//! State-change extraction
//!
//! Reduces a transaction's change set to object ownership and fungible store
//! records. Ownership is collected in a first full pass because a store's
//! `ObjectCore` can appear anywhere in the change list relative to the store
//! itself.

use super::store_info::{StoreInfo, StoreMeta};
use crate::data_source::StateChange;
use std::collections::HashMap;

/// Object address -> owning account
pub type OwnershipMap = HashMap<String, String>;

/// A fungible store written by the transaction
#[derive(Debug, Clone, PartialEq, Eq)]
pub struct FungibleStoreRecord {
    pub address: String,
    pub owner: Option<String>,
    pub asset: Option<String>,
    /// Post-transaction balance as a decimal string
    pub balance: Option<String>,
}

/// Output of the extractor for one transaction
#[derive(Debug, Clone, Default, PartialEq, Eq)]
pub struct ExtractedChanges {
    pub ownership: OwnershipMap,
    /// Stores in change-set order
    pub stores: Vec<FungibleStoreRecord>,
}

impl ExtractedChanges {
    /// Seed for the event correlator
    pub fn store_info(&self) -> StoreInfo {
        self.stores
            .iter()
            .map(|store| {
                (
                    store.address.clone(),
                    StoreMeta::new(store.owner.clone(), store.asset.clone()),
                )
            })
            .collect()
    }
}

/// Collect every `ObjectCore` owner written by the change set
pub fn extract_ownership(changes: &[StateChange]) -> OwnershipMap {
    changes
        .iter()
        .filter_map(StateChange::as_write_resource)
        .filter_map(|write| {
            write
                .data
                .object_owner()
                .map(|owner| (write.address.clone(), owner))
        })
        .collect()
}

/// Run both passes over the change set
pub fn extract_changes(changes: &[StateChange]) -> ExtractedChanges {
    let ownership = extract_ownership(changes);

    let stores = changes
        .iter()
        .filter_map(StateChange::as_write_resource)
        .filter_map(|write| {
            let store = write.data.fungible_store()?;
            Some(FungibleStoreRecord {
                address: write.address.clone(),
                owner: ownership.get(&write.address).cloned(),
                asset: store.asset,
                balance: store.balance,
            })
        })
        .collect::<Vec<_>>();

    tracing::debug!(
        "Extracted {} owners and {} fungible stores from {} changes",
        ownership.len(),
        stores.len(),
        changes.len()
    );

    ExtractedChanges { ownership, stores }
}
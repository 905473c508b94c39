//! Aptos Transaction Flow Analyzer
//!
//! Reconstructs fungible asset movements from a single committed Aptos
//! transaction.
//!
//! This library provides functionality for:
//! - Fetching transactions and historical resources from the Aptos REST API (or mock data)
//! - Extracting store ownership and balances from a transaction's change set
//! - Pairing withdraw and deposit events into sender → receiver transfers
//! - Computing per-store balance deltas against the previous ledger version

pub mod analysis;
pub mod cli;
pub mod config;
pub mod data_source;
pub mod error;

pub use config::Config;
pub use error::{Error, Result};

pub const VERSION: &str = env!("CARGO_PKG_VERSION");
pub const NAME: &str = env!("CARGO_PKG_NAME");

/// Initialize logging with the given log level
///
/// `RUST_LOG` takes precedence. Logs go to stderr so stdout stays parseable.
pub fn init_logging(level: &str) {
    use tracing_subscriber::{EnvFilter, layer::SubscriberExt, util::SubscriberInitExt};

    let filter = EnvFilter::try_from_default_env().unwrap_or_else(|_| EnvFilter::new(level));

    tracing_subscriber::registry()
        .with(filter)
        .with(tracing_subscriber::fmt::layer().with_writer(std::io::stderr))
        .init();
}
//! neurocare - Appointment booking with voice analysis
//!
//! Entry point for the neurocare CLI application.

use anyhow::{Context, Result};
use clap::Parser;
use std::fs::OpenOptions;
use std::sync::Mutex;
use tracing_subscriber::{layer::SubscriberExt, util::SubscriberInitExt, EnvFilter};

use neurocare::cli::{commands, completions, wizard, Cli, Commands};
use neurocare::config::Settings;

/// Logs go to stderr, except for the TUI which owns the terminal and
/// logs to a file in the data directory.
fn init_logging(settings: &Settings, verbose: bool, to_file: bool) -> Result<()> {
    let default_level = if verbose {
        "debug"
    } else {
        settings.general.log_level.as_str()
    };
    let filter = EnvFilter::try_from_default_env()
        .or_else(|_| EnvFilter::try_new(default_level))
        .unwrap_or_else(|_| EnvFilter::new("info"));

    let (stderr_layer, file_layer) = if to_file {
        settings.ensure_dirs()?;
        let path = settings.log_path();
        let file = OpenOptions::new()
            .create(true)
            .append(true)
            .open(&path)
            .with_context(|| format!("Failed to open log file: {}", path.display()))?;
        let layer = tracing_subscriber::fmt::layer()
            .with_target(false)
            .with_ansi(false)
            .with_writer(Mutex::new(file));
        (None, Some(layer))
    } else {
        let layer = tracing_subscriber::fmt::layer()
            .with_target(false)
            .with_writer(std::io::stderr);
        (Some(layer), None)
    };

    tracing_subscriber::registry()
        .with(filter)
        .with(stderr_layer)
        .with(file_layer)
        .init();

    Ok(())
}

#[tokio::main]
async fn main() -> Result<()> {
    // Parse CLI arguments
    let cli = Cli::parse();

    if let Commands::Completions { shell } = cli.command {
        completions::print(shell);
        return Ok(());
    }

    // Load configuration only for runtime commands.
    let settings = Settings::load()?;
    init_logging(&settings, cli.verbose, matches!(cli.command, Commands::Tui))?;

    // Execute command
    match cli.command {
        Commands::Login {
            user_id,
            name,
            role,
        } => {
            commands::login(&settings, user_id, name, role)?;
        }
        Commands::Logout => {
            commands::logout(&settings)?;
        }
        Commands::Whoami => {
            commands::whoami(&settings)?;
        }
        Commands::Doctors => {
            commands::list_doctors()?;
        }
        Commands::Book => {
            wizard::run(&settings).await?;
        }
        Commands::Booking(booking_cmd) => {
            commands::booking_command(&settings, booking_cmd).await?;
        }
        Commands::Appointments(appointments_cmd) => {
            commands::appointments_command(&settings, appointments_cmd)?;
        }
        Commands::Diagnose { json } => {
            commands::run_diagnose(&settings, json).await?;
        }
        Commands::Daemon(daemon_cmd) => {
            commands::daemon_command(&settings, daemon_cmd).await?;
        }
        Commands::Tui => {
            neurocare::tui::run(&settings).await?;
        }
        Commands::Config(config_cmd) => {
            commands::config_command(&settings, config_cmd)?;
        }
        Commands::Completions { .. } => unreachable!(),
    }

    Ok(())
}
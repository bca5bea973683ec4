//! Appointment screen - details and voice analysis of one appointment

use ratatui::{
    prelude::*,
    widgets::{Block, Borders, Paragraph, Scrollbar, ScrollbarOrientation, ScrollbarState, Wrap},
};

use crate::cli::commands::render_report;
use crate::storage::{Appointment, StoredAnalysis};
use crate::tui::screens::appointments::status_indicator;
use crate::workflow::directory::ProviderDirectory;

/// Appointment screen state
pub struct AppointmentScreen {
    appointment: Option<Appointment>,
    analysis: Option<StoredAnalysis>,
    scroll_offset: usize,
    content_height: usize,
}

impl Default for AppointmentScreen {
    fn default() -> Self {
        Self::new()
    }
}

impl AppointmentScreen {
    pub fn new() -> Self {
        Self {
            appointment: None,
            analysis: None,
            scroll_offset: 0,
            content_height: 0,
        }
    }

    pub fn set_appointment(&mut self, appointment: Appointment, analysis: Option<StoredAnalysis>) {
        self.appointment = Some(appointment);
        self.analysis = analysis;
        self.scroll_offset = 0;
    }

    pub fn appointment(&self) -> Option<&Appointment> {
        self.appointment.as_ref()
    }

    pub fn draw(
        &mut self,
        frame: &mut Frame,
        area: Rect,
        directory: &dyn ProviderDirectory,
        message: Option<&str>,
    ) {
        let chunks = Layout::default()
            .direction(Direction::Vertical)
            .constraints([
                Constraint::Length(4), // Header
                Constraint::Min(5),    // Body
                Constraint::Length(1), // Status message
                Constraint::Length(3), // Help
            ])
            .split(area);

        // Header
        let header_text = if let Some(ref appointment) = self.appointment {
            let (indicator, color) = status_indicator(appointment.status);
            let doctor = directory
                .find_doctor(&appointment.doctor_id)
                .map(|d| format!("{} ({})", d.name, d.specialty))
                .unwrap_or_else(|| appointment.doctor_id.clone());

            vec![
                Line::from(vec![
                    Span::styled(
                        format!("{} at {}", appointment.date, appointment.time),
                        Style::default().fg(Color::White).bold(),
                    ),
                    Span::raw(" • "),
                    Span::styled(doctor, Style::default().fg(Color::Cyan)),
                ]),
                Line::from(vec![
                    Span::styled(
                        format!("{} {}", indicator, appointment.status.as_str()),
                        Style::default().fg(color),
                    ),
                    Span::raw(" • "),
                    Span::styled(
                        appointment.patient_name.as_str(),
                        Style::default().fg(Color::Yellow),
                    ),
                    Span::raw(" • "),
                    Span::styled(
                        appointment.short_id(),
                        Style::default().fg(Color::DarkGray),
                    ),
                ]),
            ]
        } else {
            vec![Line::from("No appointment selected")]
        };

        let header = Paragraph::new(header_text).block(
            Block::default()
                .title(" Appointment ")
                .borders(Borders::ALL)
                .border_style(Style::default().fg(Color::Blue)),
        );
        frame.render_widget(header, chunks[0]);

        // Body
        let body_lines = self.body_lines();
        self.content_height = body_lines.len();

        let body_area = chunks[1];
        let visible_height = body_area.height.saturating_sub(2) as usize;

        let body = Paragraph::new(body_lines)
            .wrap(Wrap { trim: false })
            .scroll((self.scroll_offset as u16, 0))
            .block(
                Block::default()
                    .title(" Details ")
                    .borders(Borders::ALL)
                    .border_style(Style::default().fg(Color::Blue)),
            );
        frame.render_widget(body, body_area);

        if self.content_height > visible_height {
            let scrollbar = Scrollbar::new(ScrollbarOrientation::VerticalRight)
                .begin_symbol(Some("↑"))
                .end_symbol(Some("↓"));

            let mut scrollbar_state = ScrollbarState::new(self.content_height)
                .position(self.scroll_offset)
                .viewport_content_length(visible_height);

            frame.render_stateful_widget(
                scrollbar,
                body_area.inner(Margin {
                    horizontal: 0,
                    vertical: 1,
                }),
                &mut scrollbar_state,
            );
        }

        if let Some(message) = message {
            let status = Paragraph::new(message)
                .style(Style::default().fg(Color::Yellow))
                .alignment(Alignment::Center);
            frame.render_widget(status, chunks[2]);
        }

        // Help bar
        let help = Paragraph::new(Line::from(vec![
            Span::styled(" ↑/↓ ", Style::default().fg(Color::Black).bg(Color::Cyan)),
            Span::raw(" Scroll  "),
            Span::styled(" c/d/x ", Style::default().fg(Color::Black).bg(Color::Cyan)),
            Span::raw(" Confirm/Done/Cancel  "),
            Span::styled(" Esc ", Style::default().fg(Color::Black).bg(Color::Cyan)),
            Span::raw(" Back"),
        ]))
        .alignment(Alignment::Center);
        frame.render_widget(help, chunks[3]);
    }

    fn body_lines(&self) -> Vec<Line<'static>> {
        let Some(ref appointment) = self.appointment else {
            return Vec::new();
        };

        let label = |name: &str| Span::styled(format!("{:<10}", name), Style::default().fg(Color::DarkGray));
        let mut lines = vec![
            Line::from(vec![label("Reason"), Span::raw(appointment.reason.clone())]),
            Line::from(vec![
                label("Symptoms"),
                Span::raw(appointment.symptoms.clone().unwrap_or_else(|| "-".to_string())),
            ]),
            Line::from(vec![
                label("History"),
                Span::raw(
                    appointment
                        .medical_history
                        .clone()
                        .unwrap_or_else(|| "-".to_string()),
                ),
            ]),
            Line::from(vec![
                label("Recording"),
                Span::raw(appointment.audio_url.clone().unwrap_or_else(|| "-".to_string())),
            ]),
            Line::from(vec![
                label("Requested"),
                Span::raw(appointment.created_at.format("%Y-%m-%d %H:%M").to_string()),
            ]),
            Line::from(""),
        ];

        match self.analysis {
            Some(ref analysis) => {
                lines.push(Line::from(Span::styled(
                    "Voice analysis",
                    Style::default().fg(Color::Cyan).bold(),
                )));
                lines.extend(
                    render_report(&analysis.report)
                        .lines()
                        .map(|line| Line::from(line.to_string())),
                );
            }
            None => lines.push(Line::from(Span::styled(
                "No voice analysis attached",
                Style::default().fg(Color::DarkGray),
            ))),
        }

        lines
    }

    pub fn scroll_up(&mut self) {
        self.scroll_offset = self.scroll_offset.saturating_sub(1);
    }

    pub fn scroll_down(&mut self) {
        if self.scroll_offset < self.content_height.saturating_sub(1) {
            self.scroll_offset += 1;
        }
    }

    pub fn page_up(&mut self) {
        self.scroll_offset = self.scroll_offset.saturating_sub(10);
    }

    pub fn page_down(&mut self) {
        self.scroll_offset = (self.scroll_offset + 10).min(self.content_height.saturating_sub(1));
    }

    pub fn scroll_to_top(&mut self) {
        self.scroll_offset = 0;
    }

    pub fn scroll_to_bottom(&mut self) {
        self.scroll_offset = self.content_height.saturating_sub(1);
    }
}

#[cfg(test)]
mod tests {
    use super::*;
    use crate::storage::AppointmentStatus;
    use crate::workflow::analysis::{CognitiveLoad, VoiceAnalysisReport};
    use chrono::Utc;

    fn appointment() -> Appointment {
        let now = Utc::now();
        Appointment {
            id: "0123456789abcdef".to_string(),
            patient_id: "p-1".to_string(),
            patient_name: "Ada".to_string(),
            doctor_id: "dr-chen".to_string(),
            date: "2025-03-01".to_string(),
            time: "10:00".to_string(),
            reason: "Memory check".to_string(),
            symptoms: Some("forgetfulness".to_string()),
            medical_history: None,
            status: AppointmentStatus::Scheduled,
            audio_url: None,
            created_at: now,
            updated_at: now,
        }
    }

    #[test]
    fn body_includes_analysis_when_attached() {
        let mut screen = AppointmentScreen::new();
        screen.set_appointment(appointment(), None);
        let bare = screen.body_lines().len();

        let analysis = StoredAnalysis {
            appointment_id: "0123456789abcdef".to_string(),
            report: VoiceAnalysisReport {
                duration_secs: 30,
                transcript: "The sun rises".to_string(),
                speech_rate_wpm: 140,
                clarity_score_pct: 85,
                confidence_level_pct: 80,
                cognitive_load_level: CognitiveLoad::Low,
                risk_assessment: "within normal range".to_string(),
                recommendations: vec![],
            },
            created_at: Utc::now(),
        };
        screen.set_appointment(appointment(), Some(analysis));
        assert!(screen.body_lines().len() > bare);
    }

    #[test]
    fn scrolling_is_clamped() {
        let mut screen = AppointmentScreen::new();
        screen.set_appointment(appointment(), None);
        screen.content_height = 5;

        screen.scroll_up();
        assert_eq!(screen.scroll_offset, 0);
        screen.page_down();
        assert_eq!(screen.scroll_offset, 4);
        screen.scroll_down();
        assert_eq!(screen.scroll_offset, 4);
        screen.scroll_to_top();
        assert_eq!(screen.scroll_offset, 0);
    }
}
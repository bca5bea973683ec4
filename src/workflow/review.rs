//! Review & submit stage

use async_trait::async_trait;
use chrono::{DateTime, Utc};
use serde::{Deserialize, Serialize};
use thiserror::Error;
use tracing::{debug, info, warn};

use crate::storage::AppointmentStatus;
use crate::workflow::analysis::VoiceAnalysisReport;
use crate::workflow::form::AppointmentRequest;
use crate::workflow::session::SessionContext;
use crate::workflow::WorkflowError;

/// Everything sent to the scheduling service for one booking
#[derive(Debug, Clone, Serialize, Deserialize)]
pub struct BookingSubmission {
    pub patient: SessionContext,
    pub request: AppointmentRequest,
    pub analysis: VoiceAnalysisReport,
    /// Playable reference of the analyzed recording
    pub recording_url: String,
    pub submitted_at: DateTime<Utc>,
}

#[derive(Debug, Clone, PartialEq, Eq, Serialize, Deserialize)]
pub struct BookingConfirmation {
    pub appointment_id: String,
    pub status: AppointmentStatus,
    pub doctor_id: String,
    pub date: String,
    pub time: String,
}

#[derive(Error, Debug, Clone, PartialEq, Eq)]
pub enum SubmissionError {
    #[error("Scheduling service unavailable: {0}")]
    Unavailable(String),

    #[error("Booking rejected: {0}")]
    Rejected(String),
}

#[async_trait]
pub trait SchedulingService: Send + Sync {
    async fn create_booking(
        &self,
        submission: &BookingSubmission,
    ) -> Result<BookingConfirmation, SubmissionError>;
}

#[derive(Debug, Clone, Copy, PartialEq, Eq, Serialize, Deserialize)]
#[serde(rename_all = "snake_case")]
pub enum SubmitStatus {
    NotSubmitted,
    Submitting,
    Submitted,
    Failed,
}

impl SubmitStatus {
    pub fn as_str(&self) -> &'static str {
        match self {
            Self::NotSubmitted => "not submitted",
            Self::Submitting => "submitting",
            Self::Submitted => "submitted",
            Self::Failed => "failed",
        }
    }
}

#[derive(Debug, Clone, Copy, PartialEq, Eq, Hash, Serialize, Deserialize)]
pub struct SubmitTicket(u64);

/// Submission handed to the caller to send to the scheduling service
#[derive(Debug, Clone)]
pub struct SubmitJob {
    pub ticket: SubmitTicket,
    pub submission: BookingSubmission,
}

#[derive(Default)]
pub struct ReviewStage {
    next_ticket: u64,
    pending: Option<SubmitTicket>,
    confirmation: Option<BookingConfirmation>,
    last_error: Option<String>,
}

impl ReviewStage {
    pub fn new() -> Self {
        Self::default()
    }

    pub fn status(&self) -> SubmitStatus {
        if self.confirmation.is_some() {
            SubmitStatus::Submitted
        } else if self.pending.is_some() {
            SubmitStatus::Submitting
        } else if self.last_error.is_some() {
            SubmitStatus::Failed
        } else {
            SubmitStatus::NotSubmitted
        }
    }

    pub fn confirmation(&self) -> Option<&BookingConfirmation> {
        self.confirmation.as_ref()
    }

    pub fn last_error(&self) -> Option<&str> {
        self.last_error.as_deref()
    }

    /// Compose the submission.
    ///
    /// The analysis is checked before the form, so a booking without a
    /// report never reaches the scheduling service.
    pub fn begin(
        &mut self,
        patient: &SessionContext,
        request: &AppointmentRequest,
        analysis: Option<&VoiceAnalysisReport>,
        recording_url: Option<&str>,
    ) -> Result<SubmitJob, WorkflowError> {
        let (analysis, recording_url) = match (analysis, recording_url) {
            (Some(analysis), Some(url)) => (analysis, url),
            _ => return Err(WorkflowError::MissingAnalysis),
        };
        request.validate()?;

        if self.confirmation.is_some() {
            return Err(WorkflowError::Closed);
        }
        if let Some(ticket) = self.pending.take() {
            debug!("Superseding submission {:?}", ticket);
        }

        self.next_ticket += 1;
        let ticket = SubmitTicket(self.next_ticket);
        self.pending = Some(ticket);
        self.last_error = None;

        Ok(SubmitJob {
            ticket,
            submission: BookingSubmission {
                patient: patient.clone(),
                request: request.clone(),
                analysis: analysis.clone(),
                recording_url: recording_url.to_string(),
                submitted_at: Utc::now(),
            },
        })
    }

    pub fn finish(
        &mut self,
        ticket: SubmitTicket,
        result: Result<BookingConfirmation, SubmissionError>,
    ) -> Result<BookingConfirmation, WorkflowError> {
        if self.pending != Some(ticket) {
            debug!("Discarding stale submission result {:?}", ticket);
            return Err(WorkflowError::InvalidState {
                action: "complete submission",
                state: "superseded",
            });
        }
        self.pending = None;

        match result {
            Ok(confirmation) => {
                info!(
                    "Appointment {} requested with {} on {} at {}",
                    confirmation.appointment_id,
                    confirmation.doctor_id,
                    confirmation.date,
                    confirmation.time
                );
                self.confirmation = Some(confirmation.clone());
                Ok(confirmation)
            }
            Err(e) => {
                warn!("Booking submission failed: {}", e);
                self.last_error = Some(e.to_string());
                Err(WorkflowError::SubmissionFailed(e.to_string()))
            }
        }
    }

    /// Drop any submission in flight
    pub fn invalidate(&mut self) {
        self.pending = None;
    }
}
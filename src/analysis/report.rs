use serde::{Deserialize, Serialize};
use std::fmt;
use std::str::FromStr;
use thiserror::Error;

/// Cognitive load indicator derived from the recording
#[derive(Debug, Clone, Copy, PartialEq, Eq, Serialize, Deserialize)]
pub enum CognitiveLoad {
    Low,
    Medium,
    High,
}

impl CognitiveLoad {
    pub fn as_str(&self) -> &'static str {
        match self {
            Self::Low => "Low",
            Self::Medium => "Medium",
            Self::High => "High",
        }
    }
}

impl fmt::Display for CognitiveLoad {
    fn fmt(&self, f: &mut fmt::Formatter<'_>) -> fmt::Result {
        f.write_str(self.as_str())
    }
}

impl FromStr for CognitiveLoad {
    type Err = String;

    fn from_str(s: &str) -> Result<Self, Self::Err> {
        match s.to_lowercase().as_str() {
            "low" => Ok(Self::Low),
            "medium" => Ok(Self::Medium),
            "high" => Ok(Self::High),
            other => Err(format!("Unknown cognitive load level: {}", other)),
        }
    }
}

/// Scored assessment of one recording
#[derive(Debug, Clone, PartialEq, Serialize, Deserialize)]
pub struct VoiceAnalysisReport {
    pub duration_secs: u64,
    pub transcript: String,
    pub speech_rate_wpm: u32,
    pub clarity_score_pct: u32,
    pub confidence_level_pct: u32,
    pub cognitive_load_level: CognitiveLoad,
    pub risk_assessment: String,
    pub recommendations: Vec<String>,
}

impl VoiceAnalysisReport {
    /// Check the documented contract of an analysis service response
    pub fn check_contract(&self) -> Result<(), AnalysisError> {
        for (name, value) in [
            ("clarity score", self.clarity_score_pct),
            ("confidence level", self.confidence_level_pct),
        ] {
            if value > 100 {
                return Err(AnalysisError::Malformed(format!(
                    "{} {} is outside 0-100",
                    name, value
                )));
            }
        }
        Ok(())
    }
}

/// Failures reported by an analysis service
#[derive(Error, Debug, Clone, PartialEq, Eq)]
pub enum AnalysisError {
    /// The service could not be reached or timed out
    #[error("Analysis service unavailable: {0}")]
    Unavailable(String),

    /// The service refused the recording
    #[error("Analysis rejected: {0}")]
    Rejected(String),

    /// The service answered with something that is not a valid report
    #[error("Malformed analysis report: {0}")]
    Malformed(String),
}

#[cfg(test)]
mod tests {
    use super::*;

    fn report() -> VoiceAnalysisReport {
        VoiceAnalysisReport {
            duration_secs: 12,
            transcript: "hello".to_string(),
            speech_rate_wpm: 150,
            clarity_score_pct: 90,
            confidence_level_pct: 88,
            cognitive_load_level: CognitiveLoad::Low,
            risk_assessment: "fine".to_string(),
            recommendations: vec![],
        }
    }

    #[test]
    fn percentages_over_100_break_contract() {
        assert!(report().check_contract().is_ok());

        let mut bad = report();
        bad.confidence_level_pct = 101;
        assert!(matches!(
            bad.check_contract(),
            Err(AnalysisError::Malformed(_))
        ));
    }

    #[test]
    fn cognitive_load_parses_case_insensitively() {
        assert_eq!("medium".parse::<CognitiveLoad>(), Ok(CognitiveLoad::Medium));
        assert!("extreme".parse::<CognitiveLoad>().is_err());
    }
}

##########

For each line of the data that has the word "SubmitTicket", report that line.

◆ **Result for this task**:
pub struct SubmitTicket(u64);
    pub ticket: SubmitTicket,
    pending: Option<SubmitTicket>,
        let ticket = SubmitTicket(self.next_ticket);
        ticket: SubmitTicket,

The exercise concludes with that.